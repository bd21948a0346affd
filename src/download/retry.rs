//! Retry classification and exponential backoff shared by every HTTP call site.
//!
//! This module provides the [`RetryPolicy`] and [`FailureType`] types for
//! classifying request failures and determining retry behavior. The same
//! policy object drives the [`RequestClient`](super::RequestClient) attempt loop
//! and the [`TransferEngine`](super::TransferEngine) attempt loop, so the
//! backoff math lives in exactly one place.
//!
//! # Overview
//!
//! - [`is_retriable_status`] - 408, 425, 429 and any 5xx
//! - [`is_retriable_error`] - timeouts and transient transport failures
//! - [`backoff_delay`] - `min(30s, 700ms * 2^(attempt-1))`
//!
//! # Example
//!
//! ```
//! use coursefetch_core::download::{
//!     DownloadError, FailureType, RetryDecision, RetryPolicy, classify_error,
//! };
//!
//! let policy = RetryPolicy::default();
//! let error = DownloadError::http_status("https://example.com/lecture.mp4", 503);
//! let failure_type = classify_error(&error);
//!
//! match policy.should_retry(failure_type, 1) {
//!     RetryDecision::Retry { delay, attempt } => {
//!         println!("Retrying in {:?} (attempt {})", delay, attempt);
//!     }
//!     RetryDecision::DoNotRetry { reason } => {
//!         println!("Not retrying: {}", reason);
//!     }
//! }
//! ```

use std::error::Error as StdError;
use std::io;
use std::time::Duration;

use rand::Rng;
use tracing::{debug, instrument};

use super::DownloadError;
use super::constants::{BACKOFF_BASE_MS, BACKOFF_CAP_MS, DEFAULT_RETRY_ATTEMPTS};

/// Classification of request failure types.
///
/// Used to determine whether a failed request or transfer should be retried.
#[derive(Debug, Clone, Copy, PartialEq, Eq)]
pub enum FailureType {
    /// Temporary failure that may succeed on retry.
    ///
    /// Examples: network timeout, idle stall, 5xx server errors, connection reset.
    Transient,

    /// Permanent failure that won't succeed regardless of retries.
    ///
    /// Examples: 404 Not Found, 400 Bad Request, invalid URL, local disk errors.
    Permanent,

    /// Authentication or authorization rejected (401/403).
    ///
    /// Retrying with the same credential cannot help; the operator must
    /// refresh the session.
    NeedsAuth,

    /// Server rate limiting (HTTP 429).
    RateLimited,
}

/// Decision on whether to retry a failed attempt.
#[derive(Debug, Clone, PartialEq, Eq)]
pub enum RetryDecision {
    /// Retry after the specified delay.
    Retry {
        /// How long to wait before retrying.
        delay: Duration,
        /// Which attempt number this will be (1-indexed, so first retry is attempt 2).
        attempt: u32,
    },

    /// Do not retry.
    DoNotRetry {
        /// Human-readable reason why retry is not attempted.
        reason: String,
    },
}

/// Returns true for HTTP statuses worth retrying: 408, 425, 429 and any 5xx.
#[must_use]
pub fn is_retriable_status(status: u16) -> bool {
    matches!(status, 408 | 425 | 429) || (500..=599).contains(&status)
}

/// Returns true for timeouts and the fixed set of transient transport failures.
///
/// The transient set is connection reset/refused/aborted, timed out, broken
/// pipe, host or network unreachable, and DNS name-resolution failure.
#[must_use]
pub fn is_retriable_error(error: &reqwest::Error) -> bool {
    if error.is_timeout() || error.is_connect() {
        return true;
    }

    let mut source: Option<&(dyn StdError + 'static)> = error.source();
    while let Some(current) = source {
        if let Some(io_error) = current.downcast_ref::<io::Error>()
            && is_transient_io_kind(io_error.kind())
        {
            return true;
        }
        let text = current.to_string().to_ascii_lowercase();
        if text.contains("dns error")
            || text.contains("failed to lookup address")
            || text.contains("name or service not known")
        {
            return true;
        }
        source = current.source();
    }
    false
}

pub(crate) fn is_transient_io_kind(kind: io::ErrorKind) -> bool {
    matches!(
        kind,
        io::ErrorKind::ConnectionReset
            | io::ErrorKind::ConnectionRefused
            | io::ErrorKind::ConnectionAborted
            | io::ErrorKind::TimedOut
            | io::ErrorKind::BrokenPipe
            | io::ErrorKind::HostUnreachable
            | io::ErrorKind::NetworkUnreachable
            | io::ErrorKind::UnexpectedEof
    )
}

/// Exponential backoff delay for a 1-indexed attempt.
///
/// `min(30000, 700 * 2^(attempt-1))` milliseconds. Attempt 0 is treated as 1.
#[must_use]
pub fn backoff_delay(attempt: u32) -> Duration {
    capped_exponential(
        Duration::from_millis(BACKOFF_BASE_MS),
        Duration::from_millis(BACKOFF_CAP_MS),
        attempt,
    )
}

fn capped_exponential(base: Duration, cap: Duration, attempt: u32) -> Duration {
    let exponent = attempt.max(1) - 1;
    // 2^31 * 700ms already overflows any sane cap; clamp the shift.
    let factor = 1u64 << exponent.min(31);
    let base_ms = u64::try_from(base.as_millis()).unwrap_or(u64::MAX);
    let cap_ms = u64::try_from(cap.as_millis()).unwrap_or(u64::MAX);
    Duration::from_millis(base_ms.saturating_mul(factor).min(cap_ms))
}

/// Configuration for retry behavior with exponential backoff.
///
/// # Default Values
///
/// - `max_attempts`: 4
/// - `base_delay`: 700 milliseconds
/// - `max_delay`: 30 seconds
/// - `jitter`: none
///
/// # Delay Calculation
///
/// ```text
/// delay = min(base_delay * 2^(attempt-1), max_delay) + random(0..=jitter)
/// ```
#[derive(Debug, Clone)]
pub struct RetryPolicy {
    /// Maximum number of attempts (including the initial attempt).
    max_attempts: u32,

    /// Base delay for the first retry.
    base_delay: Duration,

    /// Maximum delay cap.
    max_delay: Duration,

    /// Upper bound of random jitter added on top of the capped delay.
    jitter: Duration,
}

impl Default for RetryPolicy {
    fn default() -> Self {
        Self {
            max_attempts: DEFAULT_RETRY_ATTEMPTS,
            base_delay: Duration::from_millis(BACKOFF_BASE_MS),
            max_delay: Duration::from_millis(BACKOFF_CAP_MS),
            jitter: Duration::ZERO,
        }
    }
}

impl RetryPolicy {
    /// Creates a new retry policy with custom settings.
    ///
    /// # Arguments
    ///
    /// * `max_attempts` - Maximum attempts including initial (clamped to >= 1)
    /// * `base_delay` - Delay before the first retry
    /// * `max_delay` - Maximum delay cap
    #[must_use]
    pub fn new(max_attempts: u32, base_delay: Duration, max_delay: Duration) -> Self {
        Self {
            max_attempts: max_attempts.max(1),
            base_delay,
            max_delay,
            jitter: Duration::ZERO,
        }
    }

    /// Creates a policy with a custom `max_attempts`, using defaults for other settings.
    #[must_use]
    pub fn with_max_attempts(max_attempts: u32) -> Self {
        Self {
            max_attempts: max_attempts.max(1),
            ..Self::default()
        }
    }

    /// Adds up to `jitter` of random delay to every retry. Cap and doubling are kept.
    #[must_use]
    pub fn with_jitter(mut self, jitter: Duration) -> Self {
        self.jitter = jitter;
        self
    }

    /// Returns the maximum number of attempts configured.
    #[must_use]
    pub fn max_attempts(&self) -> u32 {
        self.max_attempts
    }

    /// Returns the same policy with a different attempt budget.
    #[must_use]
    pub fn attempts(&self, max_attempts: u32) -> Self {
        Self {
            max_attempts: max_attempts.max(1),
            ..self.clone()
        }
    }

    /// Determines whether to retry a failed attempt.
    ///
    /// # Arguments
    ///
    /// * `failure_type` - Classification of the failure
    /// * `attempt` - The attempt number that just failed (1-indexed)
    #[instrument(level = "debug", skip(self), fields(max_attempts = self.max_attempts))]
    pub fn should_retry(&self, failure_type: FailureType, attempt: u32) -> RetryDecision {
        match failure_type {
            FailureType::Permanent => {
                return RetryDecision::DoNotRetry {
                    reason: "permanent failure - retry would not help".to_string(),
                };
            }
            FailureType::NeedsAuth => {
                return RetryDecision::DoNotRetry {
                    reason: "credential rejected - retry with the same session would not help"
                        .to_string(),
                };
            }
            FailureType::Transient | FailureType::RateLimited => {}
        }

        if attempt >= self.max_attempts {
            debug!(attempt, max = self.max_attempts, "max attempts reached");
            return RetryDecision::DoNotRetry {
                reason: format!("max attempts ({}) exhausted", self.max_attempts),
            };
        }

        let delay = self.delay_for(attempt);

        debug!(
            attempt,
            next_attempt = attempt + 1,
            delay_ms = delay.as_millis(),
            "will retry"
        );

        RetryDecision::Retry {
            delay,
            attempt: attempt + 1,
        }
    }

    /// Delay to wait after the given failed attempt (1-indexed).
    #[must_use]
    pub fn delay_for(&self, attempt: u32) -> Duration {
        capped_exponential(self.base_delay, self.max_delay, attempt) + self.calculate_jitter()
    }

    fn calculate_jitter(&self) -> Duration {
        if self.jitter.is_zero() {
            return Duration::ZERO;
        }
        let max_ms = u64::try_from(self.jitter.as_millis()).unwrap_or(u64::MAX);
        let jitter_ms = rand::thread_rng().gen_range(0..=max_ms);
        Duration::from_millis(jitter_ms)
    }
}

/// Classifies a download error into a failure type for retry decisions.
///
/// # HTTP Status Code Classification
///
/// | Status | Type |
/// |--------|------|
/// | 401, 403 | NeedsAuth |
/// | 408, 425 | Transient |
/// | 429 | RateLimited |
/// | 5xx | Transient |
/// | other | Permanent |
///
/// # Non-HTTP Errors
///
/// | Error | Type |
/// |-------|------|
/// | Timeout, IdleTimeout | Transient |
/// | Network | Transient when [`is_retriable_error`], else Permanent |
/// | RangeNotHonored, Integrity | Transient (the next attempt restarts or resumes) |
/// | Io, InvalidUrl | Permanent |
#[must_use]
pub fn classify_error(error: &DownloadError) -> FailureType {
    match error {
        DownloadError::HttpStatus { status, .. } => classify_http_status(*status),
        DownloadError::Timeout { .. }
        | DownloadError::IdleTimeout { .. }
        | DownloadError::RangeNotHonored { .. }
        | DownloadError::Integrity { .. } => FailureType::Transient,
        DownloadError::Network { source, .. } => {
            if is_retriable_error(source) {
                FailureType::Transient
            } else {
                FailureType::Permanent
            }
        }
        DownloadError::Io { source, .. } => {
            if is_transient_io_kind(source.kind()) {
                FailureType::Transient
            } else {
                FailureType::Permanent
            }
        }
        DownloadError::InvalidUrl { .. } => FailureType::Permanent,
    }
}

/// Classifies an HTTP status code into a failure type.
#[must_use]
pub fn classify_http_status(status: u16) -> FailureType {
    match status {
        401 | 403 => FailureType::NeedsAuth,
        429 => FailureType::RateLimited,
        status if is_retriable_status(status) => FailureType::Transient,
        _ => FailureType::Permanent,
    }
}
┄┄┄┄┄┄
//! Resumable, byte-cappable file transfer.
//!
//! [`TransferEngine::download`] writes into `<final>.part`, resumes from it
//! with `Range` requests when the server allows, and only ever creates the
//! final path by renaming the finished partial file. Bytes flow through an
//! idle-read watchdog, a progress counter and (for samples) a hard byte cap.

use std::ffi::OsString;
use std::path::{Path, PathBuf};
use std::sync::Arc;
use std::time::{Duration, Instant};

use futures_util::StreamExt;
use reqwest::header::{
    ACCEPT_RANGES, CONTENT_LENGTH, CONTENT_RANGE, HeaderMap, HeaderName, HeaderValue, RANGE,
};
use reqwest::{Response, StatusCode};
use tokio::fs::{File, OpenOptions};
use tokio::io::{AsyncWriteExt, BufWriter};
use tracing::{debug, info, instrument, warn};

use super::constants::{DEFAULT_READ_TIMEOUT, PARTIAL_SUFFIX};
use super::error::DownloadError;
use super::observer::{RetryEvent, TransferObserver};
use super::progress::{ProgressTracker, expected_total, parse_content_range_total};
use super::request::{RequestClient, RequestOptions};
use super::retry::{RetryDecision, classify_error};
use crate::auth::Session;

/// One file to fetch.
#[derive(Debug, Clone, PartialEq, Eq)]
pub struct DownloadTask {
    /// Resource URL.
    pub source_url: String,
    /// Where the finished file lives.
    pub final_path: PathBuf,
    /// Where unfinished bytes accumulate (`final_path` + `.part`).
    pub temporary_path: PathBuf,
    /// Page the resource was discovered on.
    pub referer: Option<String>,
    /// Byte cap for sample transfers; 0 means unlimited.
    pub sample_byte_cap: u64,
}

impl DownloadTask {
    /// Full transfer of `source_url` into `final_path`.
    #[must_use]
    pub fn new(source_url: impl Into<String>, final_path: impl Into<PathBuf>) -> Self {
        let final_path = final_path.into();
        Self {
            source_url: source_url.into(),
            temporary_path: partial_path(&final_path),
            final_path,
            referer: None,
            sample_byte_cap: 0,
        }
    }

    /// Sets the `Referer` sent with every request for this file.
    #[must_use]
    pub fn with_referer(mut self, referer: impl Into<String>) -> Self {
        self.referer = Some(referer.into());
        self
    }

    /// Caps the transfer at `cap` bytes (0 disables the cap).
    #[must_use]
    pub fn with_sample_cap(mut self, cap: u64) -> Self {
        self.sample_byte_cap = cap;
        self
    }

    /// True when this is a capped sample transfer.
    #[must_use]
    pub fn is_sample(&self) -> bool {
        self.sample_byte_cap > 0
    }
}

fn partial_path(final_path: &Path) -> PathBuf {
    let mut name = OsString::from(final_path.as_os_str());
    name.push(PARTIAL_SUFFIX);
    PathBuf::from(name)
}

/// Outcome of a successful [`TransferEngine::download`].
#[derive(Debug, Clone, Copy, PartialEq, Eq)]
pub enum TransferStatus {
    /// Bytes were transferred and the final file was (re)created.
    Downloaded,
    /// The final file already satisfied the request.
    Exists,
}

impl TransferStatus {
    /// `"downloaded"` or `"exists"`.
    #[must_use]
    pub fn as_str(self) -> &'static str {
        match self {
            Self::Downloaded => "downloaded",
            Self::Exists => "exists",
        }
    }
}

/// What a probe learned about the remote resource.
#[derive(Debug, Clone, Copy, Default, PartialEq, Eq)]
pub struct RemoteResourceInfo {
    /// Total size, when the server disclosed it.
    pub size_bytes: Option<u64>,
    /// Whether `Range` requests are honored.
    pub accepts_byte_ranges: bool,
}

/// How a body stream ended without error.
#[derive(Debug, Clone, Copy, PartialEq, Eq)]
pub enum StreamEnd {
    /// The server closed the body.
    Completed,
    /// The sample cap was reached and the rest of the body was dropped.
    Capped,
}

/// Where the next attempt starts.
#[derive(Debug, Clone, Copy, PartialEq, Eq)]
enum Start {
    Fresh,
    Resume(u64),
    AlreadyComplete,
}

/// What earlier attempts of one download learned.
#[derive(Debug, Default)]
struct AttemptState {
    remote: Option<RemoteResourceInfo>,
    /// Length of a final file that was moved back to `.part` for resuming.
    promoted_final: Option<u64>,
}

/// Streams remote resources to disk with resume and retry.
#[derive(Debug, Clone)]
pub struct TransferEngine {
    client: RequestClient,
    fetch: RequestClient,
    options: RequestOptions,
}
┄┄┄┄┄┄
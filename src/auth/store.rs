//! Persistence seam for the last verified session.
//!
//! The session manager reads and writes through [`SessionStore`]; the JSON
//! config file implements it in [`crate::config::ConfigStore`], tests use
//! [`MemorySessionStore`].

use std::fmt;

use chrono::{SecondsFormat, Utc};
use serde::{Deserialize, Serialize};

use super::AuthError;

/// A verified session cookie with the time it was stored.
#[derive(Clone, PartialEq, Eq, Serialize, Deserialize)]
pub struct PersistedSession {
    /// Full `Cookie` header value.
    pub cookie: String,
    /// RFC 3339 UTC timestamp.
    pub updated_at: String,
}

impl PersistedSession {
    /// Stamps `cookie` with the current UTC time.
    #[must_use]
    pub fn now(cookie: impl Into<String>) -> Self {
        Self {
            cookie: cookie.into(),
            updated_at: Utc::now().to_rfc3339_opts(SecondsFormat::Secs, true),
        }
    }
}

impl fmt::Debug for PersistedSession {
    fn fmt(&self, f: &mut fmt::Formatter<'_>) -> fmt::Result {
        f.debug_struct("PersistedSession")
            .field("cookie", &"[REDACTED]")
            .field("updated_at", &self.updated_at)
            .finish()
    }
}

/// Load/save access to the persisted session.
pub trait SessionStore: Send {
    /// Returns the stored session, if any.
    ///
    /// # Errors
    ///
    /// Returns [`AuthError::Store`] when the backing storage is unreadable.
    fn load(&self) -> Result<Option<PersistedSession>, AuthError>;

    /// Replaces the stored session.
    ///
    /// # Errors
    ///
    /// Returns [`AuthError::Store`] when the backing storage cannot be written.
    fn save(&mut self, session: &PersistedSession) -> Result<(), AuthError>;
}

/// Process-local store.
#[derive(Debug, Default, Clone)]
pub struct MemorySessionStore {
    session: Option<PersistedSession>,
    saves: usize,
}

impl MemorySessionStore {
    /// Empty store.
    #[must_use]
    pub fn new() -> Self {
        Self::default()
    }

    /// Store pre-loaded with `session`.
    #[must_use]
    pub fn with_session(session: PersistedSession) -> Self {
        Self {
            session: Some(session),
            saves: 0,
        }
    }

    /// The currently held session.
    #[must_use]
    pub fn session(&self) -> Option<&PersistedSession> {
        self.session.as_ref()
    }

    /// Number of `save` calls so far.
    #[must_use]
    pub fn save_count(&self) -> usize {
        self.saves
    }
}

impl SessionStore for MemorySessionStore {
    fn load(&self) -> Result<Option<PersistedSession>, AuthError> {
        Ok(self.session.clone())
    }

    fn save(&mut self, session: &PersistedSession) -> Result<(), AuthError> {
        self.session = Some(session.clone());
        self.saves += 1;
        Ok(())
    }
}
┄┄┄┄┄┄
### Description of the task:
Extract exactly and only the lines above from the line containing "attempt: attempt +" through the line containing "let jitter_ms = rand::thread_rng().gen_range(0..=max_ms);", both end lines included.

### Answer box:
            attempt: attempt + 1,
        }
    }

    /// Delay to wait after the given failed attempt (1-indexed).
    #[must_use]
    pub fn delay_for(&self, attempt: u32) -> Duration {
        capped_exponential(self.base_delay, self.max_delay, attempt) + self.calculate_jitter()
    }

    fn calculate_jitter(&self) -> Duration {
        if self.jitter.is_zero() {
            return Duration::ZERO;
        }
        let max_ms = u64::try_from(self.jitter.as_millis()).unwrap_or(u64::MAX);
        let jitter_ms = rand::thread_rng().gen_range(0..=max_ms);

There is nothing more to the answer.